On this, the centennial of the armistice that ended the First World War, it's only fitting that we release The Great War - available now on CD and download. Pick up a copy if you can, and have a read of my writeup from last month if you'd like a slightly closer look.

Review Roundup


Two for The Great War this week: a 9/10 from The Prog Mind, awarded for "all the edge and grittiness that is needed for this subject matter", and another strong writeup from Phil Lively of The Progressive Aspect.

Sunday, 28 October 2018

28/10/2018: Office Takeover

The wind whistles outside, inaudible behind double-glazed windows. I kick back and gaze at the screen and two million little lights shine back at me. This weekend, Elephant Towers is all but deserted, with the Grand Elephant off on a trip. The only sounds are the ticking of the orange clocks, my jovial, sanguine hums as I wash the dishes, and the cat's protestations that this isn't enough food, human.

... I wish.

All is not well. Yesterday, my computer picked up a nasty Trojan horse that turned my screen into a delightful but useless Rube Goldberg machine of error messages. I'm having to reformat my hard drive to get the damn thing working again. Worse, it was mid-backup, and the syncage wasn't quite finished, so some of my data may well be corrupted even there. The brackish white water of the pond outside is attracting some unseasonably late mosquitoes, and the quiet keeps being interrupted by next door's dog, Valdez - a schnauser, but you wouldn't think it from the way he squeals like a great big hog - and by some guy revving his car out front, a custom job with a ton o' chrome.

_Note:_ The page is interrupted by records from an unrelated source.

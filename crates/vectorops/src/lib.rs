//! Vector, matrix and rotation math on plain slices.
//!
//! This library does not define its own vector or matrix types. Vectors are slices of numbers,
//! matrices are slices of rows, and every operation returns a freshly allocated result. That makes
//! it easy to use with data coming from anywhere (arrays, `Vec`s, deserialized sequences), at the
//! cost of checking very little: most operations assume well-formed inputs and panic on
//! out-of-bounds accesses otherwise.
//!
//! Operations are generic over the element type via the traits in [`traits`]. Arithmetic works with
//! any built-in integer or floating-point type, while [`magnitude`], [`normalize`] and the rotation
//! conversions require `f32` or `f64`.
//!
//! # Coordinates
//!
//! Rotation matrices rotate column vectors (`v' = M * v`) in a right-handed coordinate system.
//! Quaternions are stored as `[w, x, y, z]`, Euler angles as `[azimuth, elevation, roll]` in
//! radians (see the [`rotation_matrix_to_euler`] docs for the exact convention).
//!
//! # Logging
//!
//! The crate emits `trace`-level [`log`] records for notable inputs, such as rejected matrix
//! products and matrices in gimbal lock. Applications can use [`init_logger!`] to get them printed.

mod error;
pub mod legacy;
mod matrix;
mod reshape;
mod rotation;
pub mod traits;
mod vector;

use log::LevelFilter;

pub use error::{Error, Result};
pub use matrix::*;
pub use reshape::*;
pub use rotation::*;
pub use traits::*;
pub use vector::*;

/// macro-use only, not part of public API.
#[doc(hidden)]
pub fn init_logger(calling_crate: &'static str) {
    let log_level = LevelFilter::Debug;
    env_logger::Builder::new()
        .filter(Some(calling_crate), log_level)
        .filter(Some(env!("CARGO_PKG_NAME")), log_level)
        .parse_default_env()
        .try_init()
        .ok();
}

/// Initializes logging to *stderr*.
///
/// The calling crate and this library will log at *debug* level. The `RUST_LOG` environment
/// variable is parsed afterwards and can override this, for example `RUST_LOG=vectorops=trace`.
///
/// If a global logger is already registered, this macro will do nothing.
#[macro_export]
macro_rules! init_logger {
    () => {
        $crate::init_logger(env!("CARGO_CRATE_NAME"))
    };
}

I need to get out of the house. Not like my PC's moving any time soon. And, what the hell, I could use a paradigm shift.

I put down the Argos catalogue I've been idly leafing through and step out for a walk. It's brisk outside - temperatures in London aren't forecast to hit single figures - but I've long been blessed with the gift of cold resistance,

I miss the Grand Elephant, in whatever far meadow he's off to. I know he'll be back soon, but we are kin, and the household hasn't been the same without him. As his representative online, though, I have to hold the line in the meantime, stand under the banner and make sure I'm one of the fierce as opposed to the dead.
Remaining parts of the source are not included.